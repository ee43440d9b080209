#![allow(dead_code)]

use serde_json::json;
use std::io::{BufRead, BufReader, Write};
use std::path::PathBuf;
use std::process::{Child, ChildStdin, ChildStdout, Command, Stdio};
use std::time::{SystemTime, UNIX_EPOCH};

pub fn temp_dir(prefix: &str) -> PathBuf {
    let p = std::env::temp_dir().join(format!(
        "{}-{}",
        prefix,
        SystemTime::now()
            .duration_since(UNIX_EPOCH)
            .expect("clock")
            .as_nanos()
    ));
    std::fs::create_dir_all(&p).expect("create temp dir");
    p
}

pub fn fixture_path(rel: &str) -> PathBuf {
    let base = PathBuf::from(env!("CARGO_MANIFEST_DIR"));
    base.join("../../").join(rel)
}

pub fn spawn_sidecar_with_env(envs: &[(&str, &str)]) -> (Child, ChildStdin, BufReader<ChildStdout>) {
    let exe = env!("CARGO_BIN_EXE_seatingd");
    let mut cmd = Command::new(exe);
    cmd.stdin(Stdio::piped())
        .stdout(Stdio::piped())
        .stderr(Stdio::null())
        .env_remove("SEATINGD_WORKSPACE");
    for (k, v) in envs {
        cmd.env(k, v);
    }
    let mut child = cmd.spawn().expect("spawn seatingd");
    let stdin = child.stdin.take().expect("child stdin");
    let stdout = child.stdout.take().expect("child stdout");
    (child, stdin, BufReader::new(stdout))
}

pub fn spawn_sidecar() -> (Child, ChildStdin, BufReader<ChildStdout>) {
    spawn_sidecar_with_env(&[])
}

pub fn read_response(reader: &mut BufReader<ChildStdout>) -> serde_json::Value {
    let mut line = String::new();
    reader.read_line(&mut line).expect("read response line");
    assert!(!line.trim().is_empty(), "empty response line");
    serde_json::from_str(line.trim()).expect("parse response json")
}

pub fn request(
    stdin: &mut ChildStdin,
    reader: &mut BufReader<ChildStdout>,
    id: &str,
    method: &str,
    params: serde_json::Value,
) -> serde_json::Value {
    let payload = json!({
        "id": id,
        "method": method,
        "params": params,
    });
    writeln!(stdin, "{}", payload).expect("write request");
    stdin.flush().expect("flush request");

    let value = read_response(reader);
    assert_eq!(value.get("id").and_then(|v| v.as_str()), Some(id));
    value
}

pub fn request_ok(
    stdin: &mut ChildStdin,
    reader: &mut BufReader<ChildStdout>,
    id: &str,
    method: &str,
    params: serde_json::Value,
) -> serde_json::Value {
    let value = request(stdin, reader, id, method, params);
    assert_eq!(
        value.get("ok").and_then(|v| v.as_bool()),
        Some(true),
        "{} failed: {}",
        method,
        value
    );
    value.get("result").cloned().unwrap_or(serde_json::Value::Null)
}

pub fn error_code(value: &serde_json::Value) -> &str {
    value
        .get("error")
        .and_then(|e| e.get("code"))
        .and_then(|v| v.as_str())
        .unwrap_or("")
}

——————

**What you should do**
Each line of the listing that contains the word "SystemTime" must be copied.

**Your response**
use std::time::{SystemTime, UNIX_EPOCH};
        SystemTime::now()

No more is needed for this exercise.